***** Source material *****
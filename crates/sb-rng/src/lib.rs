//! Random number generation for the stonebolt engine
//!
//! A single seeded ChaCha stream is shared by the whole game turn. Nested
//! computations that must be reproducible from a stored seed (artefact
//! property rolls) borrow the stream through an [`RngExcursion`], which
//! reseeds it for the duration of the guard and puts the caller's stream
//! back exactly as it was afterwards.

mod dice;

pub use dice::{DiceDef, calc_dice};

use core::ops::{Deref, DerefMut};

use rand::{Rng, RngCore, SeedableRng};
use rand_chacha::ChaCha8Rng;
use serde::{Deserialize, Serialize};

/// Game random number generator
///
/// Wraps ChaCha8Rng for reproducible random number generation.
/// Only the seed is serialized; a restored stream restarts from it.
#[derive(Debug, Clone)]
pub struct GameRng {
    rng: ChaCha8Rng,
    seed: u64,
}

impl Serialize for GameRng {
    fn serialize<S>(&self, serializer: S) -> Result<S::Ok, S::Error>
    where
        S: serde::Serializer,
    {
        self.seed.serialize(serializer)
    }
}

impl<'de> Deserialize<'de> for GameRng {
    fn deserialize<D>(deserializer: D) -> Result<Self, D::Error>
    where
        D: serde::Deserializer<'de>,
    {
        let seed = u64::deserialize(deserializer)?;
        Ok(GameRng::new(seed))
    }
}

impl GameRng {
    /// Create a new RNG with the given seed
    pub fn new(seed: u64) -> Self {
        Self {
            rng: ChaCha8Rng::seed_from_u64(seed),
            seed,
        }
    }

    /// Create a new RNG with a random seed
    pub fn from_entropy() -> Self {
        let seed = rand::random();
        Self::new(seed)
    }

    /// Get the seed used to create this RNG
    pub fn seed(&self) -> u64 {
        self.seed
    }

    /// Raw 64 bits from the stream.
    pub fn next_u64(&mut self) -> u64 {
        self.rng.next_u64()
    }

    /// Uniform value in `0..n`.
    ///
    /// Returns 0 if n is not positive.
    pub fn rn2(&mut self, n: i32) -> i32 {
        if n <= 0 {
            return 0;
        }
        self.rng.gen_range(0..n)
    }

    /// Uniform value in `1..=n`.
    ///
    /// Returns 0 if n is not positive.
    pub fn rnd(&mut self, n: i32) -> i32 {
        if n <= 0 {
            return 0;
        }
        self.rng.gen_range(1..=n)
    }

    /// Roll n dice with m sides
    pub fn dice(&mut self, n: i32, m: i32) -> i32 {
        (0..n.max(0)).map(|_| self.rnd(m)).sum()
    }

    /// Returns true with probability 1/n
    pub fn one_in(&mut self, n: i32) -> bool {
        self.rn2(n) == 0
    }

    pub fn coinflip(&mut self) -> bool {
        self.rn2(2) == 0
    }

    /// Returns true with probability percent/100
    pub fn percent(&mut self, percent: i32) -> bool {
        self.rn2(100) < percent
    }

    /// Returns true with probability x/y.
    ///
    /// Never true for `x <= 0`, always true for `x >= y`. Neither edge draws
    /// from the stream.
    pub fn x_chance_in_y(&mut self, x: i32, y: i32) -> bool {
        if x <= 0 {
            return false;
        }
        if x >= y {
            return true;
        }
        self.rn2(y) < x
    }

    /// Average of `rolls` draws in `0..max`, skewed toward the middle.
    pub fn random2avg(&mut self, max: i32, rolls: i32) -> i32 {
        let rolls = rolls.max(1);
        let mut sum = self.rn2(max);
        for _ in 1..rolls {
            sum += self.rn2(max + 1);
        }
        sum / rolls
    }

    /// Uniform value in `low..=high`.
    pub fn random_range(&mut self, low: i32, high: i32) -> i32 {
        if high <= low {
            return low;
        }
        low + self.rn2(high - low + 1)
    }

    /// `num / den`, rounding up with probability equal to the remainder.
    pub fn div_rand_round(&mut self, num: i32, den: i32) -> i32 {
        if den <= 0 {
            return num;
        }
        let rem = num.rem_euclid(den);
        num.div_euclid(den) + i32::from(self.rn2(den) < rem)
    }

    /// Choose a random element from a slice
    pub fn choose<'a, T>(&mut self, items: &'a [T]) -> Option<&'a T> {
        if items.is_empty() {
            None
        } else {
            Some(&items[self.rn2(items.len() as i32) as usize])
        }
    }

    /// Choose from `(value, weight)` pairs with probability proportional to
    /// weight. Zero-weight entries are never chosen.
    pub fn choose_weighted<'a, T>(&mut self, items: &'a [(T, u32)]) -> Option<&'a T> {
        let total: u32 = items.iter().map(|(_, w)| *w).sum();
        if total == 0 {
            return None;
        }
        let mut roll = self.rng.gen_range(0..total);
        for (value, weight) in items {
            if roll < *weight {
                return Some(value);
            }
            roll -= weight;
        }
        None
    }

    /// Shuffle a slice in place
    pub fn shuffle<T>(&mut self, items: &mut [T]) {
        for i in (1..items.len()).rev() {
            let j = self.rn2(i as i32 + 1) as usize;
            items.swap(i, j);
        }
    }

    /// Reseed the stream for a nested deterministic computation.
    ///
    /// The returned guard dereferences to this generator; dropping it puts
    /// the previous stream state back untouched.
    pub fn excursion(&mut self, seed: u64) -> RngExcursion<'_> {
        let saved = core::mem::replace(&mut self.rng, ChaCha8Rng::seed_from_u64(seed));
        let saved_seed = core::mem::replace(&mut self.seed, seed);
        RngExcursion {
            rng: self,
            saved,
            saved_seed,
        }
    }

    /// Closure form of [`GameRng::excursion`].
    pub fn with_seed<T>(&mut self, seed: u64, f: impl FnOnce(&mut GameRng) -> T) -> T {
        let mut scoped = self.excursion(seed);
        f(&mut scoped)
    }
}

impl Default for GameRng {
    fn default() -> Self {
        Self::from_entropy()
    }
}

/// Scoped reseed of a [`GameRng`]; restores the outer stream on drop.
pub struct RngExcursion<'a> {
    rng: &'a mut GameRng,
    saved: ChaCha8Rng,
    saved_seed: u64,
}

impl Deref for RngExcursion<'_> {
    type Target = GameRng;

    fn deref(&self) -> &GameRng {
        &*self.rng
    }
}

impl DerefMut for RngExcursion<'_> {
    fn deref_mut(&mut self) -> &mut GameRng {
        &mut *self.rng
    }
}

impl Drop for RngExcursion<'_> {
    fn drop(&mut self) {
        core::mem::swap(&mut self.rng.rng, &mut self.saved);
        self.rng.seed = self.saved_seed;
    }
}

#[cfg(test)]
mod tests {
    use super::*;

    #[test]
    fn test_rn2_bounds() {
        let mut rng = GameRng::new(42);
        for _ in 0..1000 {
            let n = rng.rn2(10);
            assert!((0..10).contains(&n));
        }
    }

    #[test]
    fn test_rnd_bounds() {
        let mut rng = GameRng::new(42);
        for _ in 0..1000 {
            let n = rng.rnd(6);
            assert!((1..=6).contains(&n));
        }
    }

    #[test]
    fn test_dice() {
        let mut rng = GameRng::new(42);
        for _ in 0..1000 {
            let n = rng.dice(2, 6);
            assert!((2..=12).contains(&n));
        }
    }

    #[test]
    fn test_reproducibility() {
        let mut rng1 = GameRng::new(42);
        let mut rng2 = GameRng::new(42);

        for _ in 0..100 {
            assert_eq!(rng1.rn2(100), rng2.rn2(100));
        }
    }

    #[test]
    fn test_zero_and_negative_inputs() {
        let mut rng = GameRng::new(42);
        assert_eq!(rng.rn2(0), 0);
        assert_eq!(rng.rn2(-5), 0);
        assert_eq!(rng.rnd(0), 0);
        assert_eq!(rng.dice(0, 6), 0);
        assert_eq!(rng.dice(2, 0), 0);
        assert_eq!(rng.dice(-1, 6), 0);
    }

    #[test]
    fn test_x_chance_in_y_edges() {
        let mut rng = GameRng::new(7);
        for _ in 0..100 {
            assert!(!rng.x_chance_in_y(0, 12));
            assert!(rng.x_chance_in_y(12, 12));
            assert!(rng.x_chance_in_y(20, 12));
        }
    }

    #[test]
    fn test_random2avg_bounds() {
        let mut rng = GameRng::new(3);
        for _ in 0..1000 {
            let v = rng.random2avg(9, 2);
            assert!((0..=9).contains(&v));
        }
    }

    #[test]
    fn test_div_rand_round() {
        let mut rng = GameRng::new(11);
        for _ in 0..200 {
            let v = rng.div_rand_round(7, 2);
            assert!(v == 3 || v == 4);
        }
        assert_eq!(rng.div_rand_round(8, 2), 4);
    }

    #[test]
    fn test_choose_weighted_skips_zero_weight() {
        let mut rng = GameRng::new(5);
        let table = [("never", 0), ("always", 3)];
        for _ in 0..100 {
            assert_eq!(rng.choose_weighted(&table), Some(&"always"));
        }
        let empty: [(u8, u32); 0] = [];
        assert_eq!(rng.choose_weighted(&empty), None);
    }

    #[test]
    fn test_excursion_restores_stream() {
        let mut reference = GameRng::new(99);
        let mut rng = GameRng::new(99);

        let first: Vec<i32> = (0..5).map(|_| reference.rn2(1000)).collect();
        let tail: Vec<i32> = (0..5).map(|_| reference.rn2(1000)).collect();

        let got_first: Vec<i32> = (0..5).map(|_| rng.rn2(1000)).collect();
        {
            let mut nested = rng.excursion(1234);
            for _ in 0..50 {
                nested.rn2(77);
            }
            assert_eq!(nested.seed(), 1234);
        }
        let got_tail: Vec<i32> = (0..5).map(|_| rng.rn2(1000)).collect();

        assert_eq!(first, got_first);
        assert_eq!(tail, got_tail);
        assert_eq!(rng.seed(), 99);
    }

    #[test]
    fn test_with_seed_is_reproducible() {
        let mut rng = GameRng::new(1);
        let a = rng.with_seed(555, |r| (0..10).map(|_| r.rn2(100)).collect::<Vec<_>>());
        rng.rn2(10);
        let b = rng.with_seed(555, |r| (0..10).map(|_| r.rn2(100)).collect::<Vec<_>>());
        assert_eq!(a, b);
    }

    #[test]
    fn test_serde_keeps_seed() {
        let rng = GameRng::new(4242);
        let json = serde_json::to_string(&rng).unwrap();
        let back: GameRng = serde_json::from_str(&json).unwrap();
        assert_eq!(back.seed(), 4242);
    }
}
*****
Activity: Nothing but the lines from the one that contains "let b = rng.with_seed(555, |r|" through the end of the data above should appear, each reproduced exactly.

Exercise result:
        let b = rng.with_seed(555, |r| (0..10).map(|_| r.rn2(100)).collect::<Vec<_>>());
        assert_eq!(a, b);
    }

    #[test]
    fn test_serde_keeps_seed() {
        let rng = GameRng::new(4242);
        let json = serde_json::to_string(&rng).unwrap();
        let back: GameRng = serde_json::from_str(&json).unwrap();
        assert_eq!(back.seed(), 4242);
    }
}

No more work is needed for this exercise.